Agricultural commodities are in the process of overshooting to the downside as global economic concerns dominate the trading landscape. Very few commodities have been spared the sell-down, with gold the only notable exception (although gold too has lost some of its lustre). The $A has followed commodities down and is helping to offset some of the pain. The US seems to be paving the way to slash rates, which could act to weaken the $US.

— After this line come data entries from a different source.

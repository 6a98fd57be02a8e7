use flume;
use std::any::type_name;
use std::fs::File;
use std::io::{self, Result as IoResult, Stdout, Write};
use std::path::Path;
use std::sync::Arc;
use parking_lot::Mutex as ParkingMutex;

use super::event::Event;
use crate::telemetry::{PlainFormatter, TelemetryFormatter};

/// Abstraction over an output target that consumes full Event objects.
pub trait EventSink: Sync + Send {
    /// Handle a structured event. Sink decides how to serialize/format it.
    ///
    /// Implementations are allowed to perform blocking I/O; the event bus will
    /// hand the call off to `spawn_blocking` to keep the async runtime responsive.
    fn handle(&mut self, event: &Event) -> IoResult<()>;

    /// A stable, human-friendly identifier for this sink instance.
    ///
    /// Defaults to the concrete type name; implementors may override to provide
    /// shorter names or include configuration context.
    fn name(&self) -> String {
        type_name::<Self>().to_string()
    }
}

/// Stdout sink with optional formatting.
pub struct StdOutSink<F: TelemetryFormatter = PlainFormatter> {
    handle: Stdout,
    formatter: F,
}

impl Default for StdOutSink {
    fn default() -> Self {
        Self {
            handle: io::stdout(),
            formatter: PlainFormatter::new(),
        }
    }
}

impl<F: TelemetryFormatter> StdOutSink<F> {
    pub fn with_formatter(formatter: F) -> Self {
        Self {
            handle: io::stdout(),
            formatter,
        }
    }
}

impl<F: TelemetryFormatter> EventSink for StdOutSink<F> {
    fn handle(&mut self, event: &Event) -> IoResult<()> {
        let rendered = self.formatter.render_event(event).join_lines();
        self.handle.write_all(rendered.as_bytes())?;
        self.handle.flush()
    }
}

/// In-memory sink for testing and snapshots.
#[derive(Clone, Default)]
pub struct MemorySink {
    entries: Arc<ParkingMutex<Vec<Event>>>,
}

impl MemorySink {
    pub fn new() -> Self {
        Self::default()
    }

    /// Get a snapshot of all captured events. Clones the internal buffer so callers
    /// can inspect state without holding the mutex.
    pub fn snapshot(&self) -> Vec<Event> {
        self.entries.lock().clone()
    }

    /// Clear all captured events.
    pub fn clear(&self) {
        self.entries.lock().clear();
    }
}

impl EventSink for MemorySink {
    fn handle(&mut self, event: &Event) -> IoResult<()> {
        self.entries.lock().push(event.clone());
        Ok(())
    }
}

/// JSON Lines (JSONL) sink for machine-readable structured logging.
///
/// Outputs one JSON object per line, ideal for:
/// - Log aggregation systems (ELK, Splunk, DataDog)
/// - Stream processing pipelines
/// - Automated testing with structured assertions
/// - Integration with monitoring tools
///
/// # Format
///
/// Each event is serialized to a single line of JSON using the normalized schema:
/// ```json
/// {"type":"node","scope":"routing","message":"Processing","timestamp":"2025-11-03T12:34:56Z","metadata":{"node_id":"router","step":5}}
/// {"type":"diagnostic","scope":"system","message":"Ready","timestamp":"2025-11-03T12:34:57Z","metadata":{}}
/// ```
///
/// # Examples
///
/// ## Write to stdout
///
/// ```rust,no_run
/// use vantage::event_bus::{EventBus, JsonLinesSink};
///
/// let sink = JsonLinesSink::to_stdout();
/// let bus = EventBus::with_sinks(vec![Box::new(sink)]);
/// // Events will be written as JSON lines to stdout
/// ```
///
/// ## Write to file
///
/// ```rust,no_run
/// use vantage::event_bus::{EventBus, JsonLinesSink};
///
/// let sink = JsonLinesSink::to_file("events.jsonl").unwrap();
/// let bus = EventBus::with_sinks(vec![Box::new(sink)]);
/// // Events will be written to events.jsonl
/// ```
///
/// ## Pretty-printed output
///
/// ```rust,no_run
/// use vantage::event_bus::JsonLinesSink;
/// use std::io;
///
/// let sink = JsonLinesSink::with_pretty_print(Box::new(io::stdout()));
/// // Events will be pretty-printed (not valid JSONL, but human-readable)
/// ```
pub struct JsonLinesSink {
    handle: Box<dyn Write + Send + Sync>,
    pretty: bool,
}

impl JsonLinesSink {
    /// Create a new JsonLinesSink with a custom writer.
    ///
    /// # Parameters
    ///
    /// * `handle` - Any writer implementing Write + Send
    ///
    /// # Example
    ///
    /// ```rust
    /// use vantage::event_bus::JsonLinesSink;
    /// use std::io::Cursor;
    ///
    /// let buffer = Cursor::new(Vec::new());
    /// let sink = JsonLinesSink::new(Box::new(buffer));
    /// ```
    pub fn new(handle: Box<dyn Write + Send + Sync>) -> Self {
        Self {
            handle,
            pretty: false,
        }
    }

    /// Create a JsonLinesSink with pretty-printing enabled.
    ///
    /// Note: Pretty-printed output is NOT valid JSON Lines format
    /// (which requires one JSON object per line). Use this for debugging
    /// and human-readable logs only.
    ///
    /// # Example
    ///
    /// ```rust
    /// use vantage::event_bus::JsonLinesSink;
    /// use std::io::Cursor;
    ///
    /// let buffer = Cursor::new(Vec::new());
    /// let sink = JsonLinesSink::with_pretty_print(Box::new(buffer));
    /// ```
    pub fn with_pretty_print(handle: Box<dyn Write + Send + Sync>) -> Self {
        Self {
            handle,
            pretty: true,
        }
    }

    /// Create a JsonLinesSink writing to stdout.
    ///
    /// # Example
    ///
    /// ```rust,no_run
    /// use vantage::event_bus::JsonLinesSink;
    ///
    /// let sink = JsonLinesSink::to_stdout();
    /// ```
    pub fn to_stdout() -> Self {
        Self::new(Box::new(io::stdout()))
    }

    /// Create a JsonLinesSink writing to a file.
    ///
    /// # Parameters
    ///
    /// * `path` - Path to the output file (will be created or truncated)
    ///
    /// # Errors
    ///
    /// Returns an error if the file cannot be created or opened.
    ///
    /// # Example
    ///
    /// ```rust,no_run
    /// use vantage::event_bus::JsonLinesSink;
    ///
    /// let sink = JsonLinesSink::to_file("events.jsonl").unwrap();
    /// ```
    pub fn to_file(path: impl AsRef<Path>) -> IoResult<Self> {
        let file = File::create(path)?;
        Ok(Self::new(Box::new(file)))
    }
}

impl EventSink for JsonLinesSink {
    fn handle(&mut self, event: &Event) -> IoResult<()> {
        let json = if self.pretty {
            event.to_json_pretty()
        } else {
            event.to_json_string()
        }
        .map_err(|e| io::Error::new(io::ErrorKind::InvalidData, e))?;

        writeln!(self.handle, "{}", json)?;
        self.handle.flush()
    }

    fn name(&self) -> String {
        if self.pretty {
            "JsonLinesSink(pretty)".to_string()
        } else {
            "JsonLinesSink".to_string()
        }
    }
}

/// Channel-based sink for streaming events to async consumers.
///
/// `ChannelSink` forwards events to a flume channel, enabling real-time
/// event streaming to web clients, monitoring systems, or any async consumer.
///
/// # Use Cases
///
/// - **Server-Sent Events (SSE)**: Stream workflow progress to web browsers
/// - **WebSocket**: Real-time bidirectional communication
/// - **Live Dashboards**: Monitor workflow execution in real-time
/// - **Logging Services**: Forward events to centralized logging
/// - **Monitoring**: Send metrics to observability platforms
///
/// # Integration Pattern
///
/// ⚠️ **Important**: `ChannelSink` must be passed to `AppRunner`, not used with `App.invoke()`:
///
/// ```text
/// ❌ WRONG:
/// let bus = EventBus::default();
/// bus.add_sink(ChannelSink::new(tx));
/// graph.invoke(state).await;  // Uses its OWN EventBus!
///
/// ✅ CORRECT:
/// let bus = EventBus::with_sinks(vec![Box::new(ChannelSink::new(tx))]);
/// let runner = AppRunner::with_options_and_bus(app, ..., bus, true).await;
/// runner.run_until_complete(&session_id).await;
/// ```
///
/// # Examples
///
/// ## Basic Streaming
///
/// ```rust,no_run
/// use vantage::event_bus::{EventBus, ChannelSink};
/// use vantage::runtimes::{AppRunner, CheckpointerType};
/// use vantage::state::VersionedState;
/// # use vantage::app::App;
/// # async fn example(app: App) -> Result<(), Box<dyn std::error::Error>> {
///
/// // Create channel
/// let (tx, rx) = flume::unbounded();
///
/// // Create EventBus with ChannelSink
/// let bus = EventBus::with_sinks(vec![Box::new(ChannelSink::new(tx))]);
///
/// // Use AppRunner with custom EventBus
/// let mut runner = AppRunner::with_options_and_bus(
///     app,
///     CheckpointerType::InMemory,
///     false,
///     bus,
///     true,
/// ).await;
///
/// let session_id = "my-session".to_string();
/// runner.create_session(
///     session_id.clone(),
///     VersionedState::builder().with_user_field("name", serde_json::json!("Process this")).build()
/// ).await?;
///
/// // Consume events in parallel
/// tokio::spawn(async move {
///     while let Ok(event) = rx.recv_async().await {
///         println!("Event: {:?}", event);
///     }
/// });
///
/// runner.run_until_complete(&session_id).await?;
/// # Ok(())
/// # }
/// ```
///
/// ## Web Server Pattern (Per-Request Isolation)
///
/// ```rust,no_run
/// use std::sync::Arc;
/// use vantage::event_bus::{EventBus, ChannelSink};
/// use vantage::runtimes::{AppRunner, CheckpointerType};
/// use vantage::state::VersionedState;
/// # use vantage::app::App;
/// # async fn handle_request(app: Arc<App>, request_id: String) -> Result<(), Box<dyn std::error::Error>> {
///
/// // Each request gets its own channel and EventBus
/// let (tx, rx) = flume::unbounded();
/// let bus = EventBus::with_sinks(vec![Box::new(ChannelSink::new(tx))]);
///
/// // Create isolated runner for this request
/// let mut runner = AppRunner::with_options_and_bus(
///     Arc::try_unwrap(app).unwrap_or_else(|arc| (*arc).clone()),
///     CheckpointerType::InMemory,
///     false,
///     bus,
///     true,
/// ).await;
///
/// let session_id = format!("request-{}", request_id);
/// runner.create_session(
///     session_id.clone(),
///     VersionedState::builder().with_user_field("name", serde_json::json!("User query")).build()
/// ).await?;
///
/// // Events are isolated to this request's channel
/// runner.run_until_complete(&session_id).await?;
/// # Ok(())
/// # }
/// ```
///
/// ## Server-Sent Events (SSE) with Axum
///
/// ```rust,ignore
/// use axum::response::sse::{Event as SseEvent, Sse};
/// use futures_util::stream::Stream;
///
/// async fn stream_workflow(
///     State(app): State<Arc<App>>
/// ) -> Sse<impl Stream<Item = Result<SseEvent, Infallible>>> {
///     let (tx, rx) = flume::unbounded();
///     let bus = EventBus::with_sinks(vec![Box::new(ChannelSink::new(tx))]);
///
///     tokio::spawn(async move {
///         let mut runner = AppRunner::with_options_and_bus(
///             Arc::try_unwrap(app).unwrap_or_else(|arc| (*arc).clone()),
///             CheckpointerType::InMemory,
///             false,
///             bus,
///             true,
///         ).await;
///
///         let session_id = uuid::Uuid::new_v4().to_string();
///         runner.create_session(
///             session_id.clone(),
///             VersionedState::builder().with_user_field("name", serde_json::json!("Query")).build()
///         ).await.ok();
///         runner.run_until_complete(&session_id).await.ok();
///     });
///
///     // Convert flume receiver to stream
///     let stream = rx.into_stream().map(|event| {
///         Ok(SseEvent::default().json_data(event).unwrap())
///     });
///
///     Sse::new(stream)
/// }
/// ```
///
/// # Error Handling
///
/// If the receiver is dropped, `handle()` returns an error which is logged by the EventBus
/// but doesn't stop event broadcasting to other sinks.
///
/// # See Also
///
/// - [`AppRunner::with_options_and_bus()`](crate::runtimes::runner::AppRunner::with_options_and_bus) - How to inject custom EventBus
/// - [`EventBus::with_sinks()`](crate::event_bus::EventBus::with_sinks) - Create EventBus with sinks
/// - Example: `examples/streaming_events.rs` - Complete working example
pub struct ChannelSink {
    tx: flume::Sender<Event>,
}

impl ChannelSink {
    /// Create a new ChannelSink that forwards events to the given channel.
    ///
    /// # Parameters
    ///
    /// * `tx` - The sender side of an unbounded flume channel
    ///
    /// # Returns
    ///
    /// A ChannelSink ready to be added to an EventBus.
    ///
    /// # Example
    ///
    /// ```rust,no_run
    /// use vantage::event_bus::{EventBus, ChannelSink};
    ///
    /// let (tx, rx) = flume::unbounded();
    /// let bus = EventBus::with_sinks(vec![Box::new(ChannelSink::new(tx))]);
    /// ```
    pub fn new(tx: flume::Sender<Event>) -> Self {
        Self { tx }
    }
}

impl EventSink for ChannelSink {
    fn handle(&mut self, event: &Event) -> IoResult<()> {
        self.tx
            .send(event.clone())
            .map_err(|_| io::Error::new(io::ErrorKind::BrokenPipe, "channel receiver dropped"))
    }
}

With prices heading quickly towards breakeven, one problem that may start to hit headlines is financing of the next global crop (our banks are as good as any, so we shouldn’t have a problem), particularly if prices keep heading southward and input costs don’t follow suit. However, fertiliser prices may be in the process of adjusting lower. US fertilizer stock prices plunged as analysts tap in the impact of lower US fertilizer demand on prices.
Input belts tightening
Already in South America, the high cost of inputs has shifted planting intentions away from corn to beans and has producers ‘tightening their input belts’ by cutting fertilizer use as much as 25%. South American growers are waiting for a good rain to commence planting (some planting has commenced in Brazil). These developments point to slower acreage expansion and potentially lower yields.
Finance issues may not be confined to growers trying to plant crops. Sources indicate some vessels loaded with US grain are sitting at buyers’ ports waiting to unload because importers can’t get a letter of credit to pay for the load.
Crop conditions plummet
We have just received our September stats on the local crop and conditions have plummeted, particularly across SA and Vic. Plus, indications that the frost event in WA is worse than first thought has us sharpening our pencil to make a decent cut to our current Australian wheat crop production estimate of 22.7mmt.
Battle with beans
Early harvest reports indicate that US corn yields are slightly better than expected but bean yields are coming in slightly below. Even based on stronger than expected yields, US corn and bean carryovers will fall to about one month’s supply by year’s end, which will set the scene. US corn use will be around 5% more than production, which means that this situation can not be allowed to happen again next year, thus setting the scene for a battle with beans. This battle should help to support soft commodity prices in 2009, once the negative influence of the flow of fund money subsides.